A long time ago, I wrote a post that said there are two Books of Mormon--an "outer," literal one, and an "inner" one, closer to both God and your life. I want to expand on that point today, and I'll do it by talking about one of my favorite Book of Mormon chapters, 2 Nephi 27.


Waking up hungry


This chapter is famous for being what Book of Mormon scholars call a "Midrash," a Hebrew literary form that weaves together a sacred text and a commentary on that text. In this chapter, the sacred text is Isaiah's prophecies on the latter days (Isaiah 29, specifically) and Nephi gives the commentary. Isaiah talks about how darkness and apostasy will cover the earth in the last days, giving this poetic description:
"And all the nations that fight against Zion, and that distress her, shall be as a dream of a night vision; yea, it shall be unto them, even as unto a hungry man which dreameth, and behold he eateth but he awaketh and his soul is empty; or like unto a thirsty man which dreameth, and behold he drinketh but he awaketh and behold he is faint, and his soul hath appetite; yea, even so shall the multitude of all the nations be that fight against Mount Zion" (2 Nephi 27:3)
When I came across this verse doing a recent pass-through of the Book of Mormon, I realized that this describes me pretty well, at least at times. But I think it describes all of us to one degree or another--who hasn't wanted something with all their heart, only to find that they didn't feel any better once they got it? I was this way with video games all through junior high, for instance. I would anticipate games like Spore or Fable II for months or even years, only to "wake up" dissatisfied--like a hungry man dreaming of food--when I finally got to play it. You can also see this in politics a lot: people look forward to electing a candidate who they think will solve all the country's problems, but find out when he gets into office that he was average at best.

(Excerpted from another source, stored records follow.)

//! Hardware device abstraction layer for the cardgate access controller.
//!
//! This crate provides trait-based abstractions for the peripherals attached
//! to a single entry point: the proximity card reader, the status display,
//! the strike relay, the buzzer and the serial link to the Wi-Fi modem.
//! These traits let the controller switch between mock implementations
//! (for development and testing) and real drivers.
//!
//! # Design Philosophy
//!
//! - **Async-first**: All I/O operations use native `async fn` in traits
//!   (Rust 1.90 + Edition 2024 RPITIT).
//! - **Thread-safe**: All traits require `Send + Sync` for use with Tokio.
//! - **Error-aware**: All operations return `Result<T>` with detailed error
//!   information.
//!
//! # Device Traits
//!
//! ## Card Reader
//!
//! ```no_run
//! use cardgate_hardware::traits::RfidDevice;
//! use cardgate_hardware::error::Result;
//!
//! async fn next_uid<R: RfidDevice>(reader: &mut R) -> Result<Option<String>> {
//!     if reader.is_card_present().await? {
//!         return Ok(Some(reader.read_uid().await?.to_hex()));
//!     }
//!     Ok(None)
//! }
//! ```
//!
//! ## Modem Link
//!
//! ```no_run
//! use cardgate_hardware::traits::SerialLink;
//! use cardgate_hardware::error::Result;
//!
//! async fn drain<L: SerialLink>(link: &mut L) -> Result<Vec<u8>> {
//!     let mut received = Vec::new();
//!     while link.bytes_available().await? > 0 {
//!         received.push(link.read_byte().await?);
//!     }
//!     Ok(received)
//! }
//! ```
//!
//! # Mock Implementations
//!
//! Every trait has a mock in [`mock`] that returns a companion handle for
//! driving input (cards, modem replies) and inspecting output (frames,
//! relay switches, tones, written commands).
//!
//! # Real Hardware
//!
//! The `hardware-serial` feature adds a `SerialPortLink` backed by the
//! `serialport` crate and the matching [`AnySerialLink`] variant.

pub mod devices;
pub mod error;
pub mod mock;
#[cfg(feature = "hardware-serial")]
pub mod serial_port;
pub mod traits;
pub mod types;

// Re-export commonly used types for convenience
pub use devices::AnySerialLink;
pub use error::{HardwareError, Result};
#[cfg(feature = "hardware-serial")]
pub use serial_port::SerialPortLink;
pub use traits::{DisplayDevice, RelayDevice, RfidDevice, SerialLink, ToneDevice};
pub use types::{DisplayGeometry, ReaderInfo};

To put a long story short, the earth isn't heaven, an idol isn't God, and muladhara isn't sahasrara. No matter how much we want an earthly thing or person to satisfy all our desires, it won't make the cut; only God can do that. As I see it, Isaiah is saying in the above verse that many will realize this in the last days, coming to know only after great turmoil that they lusted after something ultimately empty. I think that this idolatry works as a definition for all sin. Whenever we sin, we want infinite satisfaction from a finite source, something that can obviously never happen. The only way to be happy is to see all things as means to God, Who is the source of our being in the first place.

Your inner Book


But Isaiah and Nephi aren't done. Nephi puts a twist on Isaiah's prophecy when he writes what happens after the world has gotten to this idolatrous state:
And it shall come to pass that the Lord God shall bring forth unto you the words of a book, and they shall be the words of them which have slumbered.
This passage outwardly talks about the coming forth of the Book of Mormon, the book written by those "slumbering in the dust," crying from the ground of the long past. But how can we liken this passage to our lives? Because it talks about a divine book that had been "sealed up" to come forth in the latter days, I'll suggest that we read it as commenting on our divine nature, hidden in us like treasure in the ground. So when Nephi says that the Book--which was also hidden away--will come forth, we can liken it to us by saying that the latent divinity within us will eventually express itself.

This can happen whenever we run into something that touches our hearts and opens our spiritual horizons. When we read a piece of scripture, a book, or even an internet article that "shows forth" more than it literally contains in its text, we can be sure that the Book in us has come out. The physical text in front of us then becomes a mirror in which that Book can see itself, a way for us to "translate" that Book into our everyday awareness. It becomes a window to divinity itself, but not just God; my being as it exists in God--my divine potential--actualizes itself through that process of reflective "translation."

The Book of Mormon breaks through history


When I realized all this, I came to an amazing conclusion: this is what the literal Book of Mormon does best. As a revelation of hidden spiritual wisdom, the Book of Mormon is the perfect mirror for our inner Books to reveal themselves. And that's what we do when we read it: the Book of Mormon transposes itself to our life and circumstances--it becomes the Book of Christian, the Book of Daniel, or the Book of Eliza. Through this translation, the Book's story and my life's story become one. My flight into the wilderness is my flight from comfortable bad habits in dating; my "War Chapters" are my fight against temptation's wiles; Christ's coming is the peace that comes after I've been painfully refined by divine fire.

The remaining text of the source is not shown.